Exercise ->
Only the lines from the start of the entries up to and including the line with "const META_CLIENT_ID: &str" should be written out, exactly as they stand.

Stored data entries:
============

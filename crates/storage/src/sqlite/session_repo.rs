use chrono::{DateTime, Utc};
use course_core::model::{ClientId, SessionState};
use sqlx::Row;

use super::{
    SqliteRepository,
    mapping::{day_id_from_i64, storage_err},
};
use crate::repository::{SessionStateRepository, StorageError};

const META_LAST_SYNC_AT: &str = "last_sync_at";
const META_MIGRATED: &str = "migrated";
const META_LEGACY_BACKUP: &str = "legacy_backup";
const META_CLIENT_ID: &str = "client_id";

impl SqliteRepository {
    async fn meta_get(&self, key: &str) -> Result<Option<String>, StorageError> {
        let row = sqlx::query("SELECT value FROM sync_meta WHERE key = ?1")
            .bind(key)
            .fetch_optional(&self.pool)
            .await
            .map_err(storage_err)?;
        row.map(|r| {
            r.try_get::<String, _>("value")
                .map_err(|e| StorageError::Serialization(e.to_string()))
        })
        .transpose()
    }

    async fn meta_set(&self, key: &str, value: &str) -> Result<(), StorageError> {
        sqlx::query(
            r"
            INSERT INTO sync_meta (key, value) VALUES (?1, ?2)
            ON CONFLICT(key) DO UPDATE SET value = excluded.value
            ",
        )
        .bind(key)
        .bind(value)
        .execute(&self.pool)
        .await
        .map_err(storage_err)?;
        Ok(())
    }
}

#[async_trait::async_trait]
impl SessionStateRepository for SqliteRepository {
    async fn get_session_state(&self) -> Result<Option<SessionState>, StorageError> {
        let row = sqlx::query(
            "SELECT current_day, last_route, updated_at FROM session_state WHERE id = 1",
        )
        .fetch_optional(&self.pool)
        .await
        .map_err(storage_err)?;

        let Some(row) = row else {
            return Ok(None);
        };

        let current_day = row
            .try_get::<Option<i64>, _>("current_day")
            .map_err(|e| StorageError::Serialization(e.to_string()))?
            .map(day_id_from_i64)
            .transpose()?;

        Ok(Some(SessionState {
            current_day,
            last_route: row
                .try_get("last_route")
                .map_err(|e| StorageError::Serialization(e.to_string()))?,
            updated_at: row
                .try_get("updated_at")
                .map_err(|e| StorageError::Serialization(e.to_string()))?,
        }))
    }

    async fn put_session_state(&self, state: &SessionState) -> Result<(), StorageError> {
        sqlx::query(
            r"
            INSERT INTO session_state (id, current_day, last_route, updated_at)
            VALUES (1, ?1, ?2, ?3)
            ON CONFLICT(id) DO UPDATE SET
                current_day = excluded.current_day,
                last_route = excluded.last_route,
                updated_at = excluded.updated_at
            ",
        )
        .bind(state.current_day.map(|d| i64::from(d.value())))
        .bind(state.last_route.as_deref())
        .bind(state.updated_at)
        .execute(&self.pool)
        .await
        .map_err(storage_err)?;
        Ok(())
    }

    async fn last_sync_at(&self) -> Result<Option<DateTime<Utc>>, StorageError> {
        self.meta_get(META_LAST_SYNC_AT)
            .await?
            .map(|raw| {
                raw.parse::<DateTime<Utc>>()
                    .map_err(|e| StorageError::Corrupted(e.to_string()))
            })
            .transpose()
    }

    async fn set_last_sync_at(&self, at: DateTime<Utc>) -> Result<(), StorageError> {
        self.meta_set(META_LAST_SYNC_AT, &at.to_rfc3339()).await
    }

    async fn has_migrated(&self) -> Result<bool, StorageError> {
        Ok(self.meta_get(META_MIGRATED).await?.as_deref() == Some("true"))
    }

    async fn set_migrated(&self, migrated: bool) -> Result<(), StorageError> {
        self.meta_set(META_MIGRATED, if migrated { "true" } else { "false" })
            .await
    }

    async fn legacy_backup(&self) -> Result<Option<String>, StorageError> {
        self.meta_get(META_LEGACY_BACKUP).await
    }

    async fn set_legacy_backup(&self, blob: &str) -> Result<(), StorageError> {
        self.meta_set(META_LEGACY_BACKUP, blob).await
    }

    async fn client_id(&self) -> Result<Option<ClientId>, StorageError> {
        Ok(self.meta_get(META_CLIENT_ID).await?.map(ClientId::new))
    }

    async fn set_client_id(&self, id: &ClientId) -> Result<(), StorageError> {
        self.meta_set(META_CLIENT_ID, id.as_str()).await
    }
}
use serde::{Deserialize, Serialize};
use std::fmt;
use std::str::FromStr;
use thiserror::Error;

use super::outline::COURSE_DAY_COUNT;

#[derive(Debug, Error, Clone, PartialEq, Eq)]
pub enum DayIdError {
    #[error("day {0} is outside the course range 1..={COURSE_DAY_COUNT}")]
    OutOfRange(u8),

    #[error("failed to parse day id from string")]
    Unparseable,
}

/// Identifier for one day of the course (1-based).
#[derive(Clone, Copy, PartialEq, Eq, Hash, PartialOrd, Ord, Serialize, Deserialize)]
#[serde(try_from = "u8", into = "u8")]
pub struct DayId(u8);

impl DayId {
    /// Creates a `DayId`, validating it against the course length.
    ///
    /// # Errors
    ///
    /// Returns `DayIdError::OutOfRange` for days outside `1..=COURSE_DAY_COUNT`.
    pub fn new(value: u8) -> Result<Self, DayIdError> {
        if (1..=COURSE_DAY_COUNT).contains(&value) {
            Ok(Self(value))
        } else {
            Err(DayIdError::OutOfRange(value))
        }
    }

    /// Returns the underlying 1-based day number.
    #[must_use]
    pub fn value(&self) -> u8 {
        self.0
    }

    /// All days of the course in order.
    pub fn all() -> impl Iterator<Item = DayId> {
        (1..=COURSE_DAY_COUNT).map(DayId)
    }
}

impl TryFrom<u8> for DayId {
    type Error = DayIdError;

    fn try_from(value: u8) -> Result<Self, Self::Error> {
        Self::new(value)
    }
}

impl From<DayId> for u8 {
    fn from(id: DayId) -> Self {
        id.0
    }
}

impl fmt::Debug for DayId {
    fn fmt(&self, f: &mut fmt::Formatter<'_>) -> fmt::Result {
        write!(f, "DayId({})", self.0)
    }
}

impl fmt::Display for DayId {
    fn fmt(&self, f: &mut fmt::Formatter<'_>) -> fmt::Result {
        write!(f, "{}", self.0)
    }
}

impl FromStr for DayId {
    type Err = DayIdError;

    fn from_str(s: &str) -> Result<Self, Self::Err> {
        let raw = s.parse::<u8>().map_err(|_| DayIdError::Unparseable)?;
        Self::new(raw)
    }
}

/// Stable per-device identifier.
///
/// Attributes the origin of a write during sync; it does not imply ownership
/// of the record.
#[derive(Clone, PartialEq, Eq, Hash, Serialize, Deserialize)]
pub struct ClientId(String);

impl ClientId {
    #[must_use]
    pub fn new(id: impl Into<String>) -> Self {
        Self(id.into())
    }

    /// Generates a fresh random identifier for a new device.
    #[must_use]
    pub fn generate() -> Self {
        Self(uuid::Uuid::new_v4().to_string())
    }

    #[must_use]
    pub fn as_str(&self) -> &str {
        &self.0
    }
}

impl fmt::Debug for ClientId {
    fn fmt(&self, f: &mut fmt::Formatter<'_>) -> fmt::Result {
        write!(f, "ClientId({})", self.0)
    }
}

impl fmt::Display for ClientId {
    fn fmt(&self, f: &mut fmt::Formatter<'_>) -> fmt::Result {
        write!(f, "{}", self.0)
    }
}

============

The completed task ->
filename crates/storage/src/sqlite/session_repo.rs
use chrono::{DateTime, Utc};
use course_core::model::{ClientId, SessionState};
use sqlx::Row;

use super::{
    SqliteRepository,
    mapping::{day_id_from_i64, storage_err},
};
use crate::repository::{SessionStateRepository, StorageError};

const META_LAST_SYNC_AT: &str = "last_sync_at";
const META_MIGRATED: &str = "migrated";
const META_LEGACY_BACKUP: &str = "legacy_backup";
const META_CLIENT_ID: &str = "client_id";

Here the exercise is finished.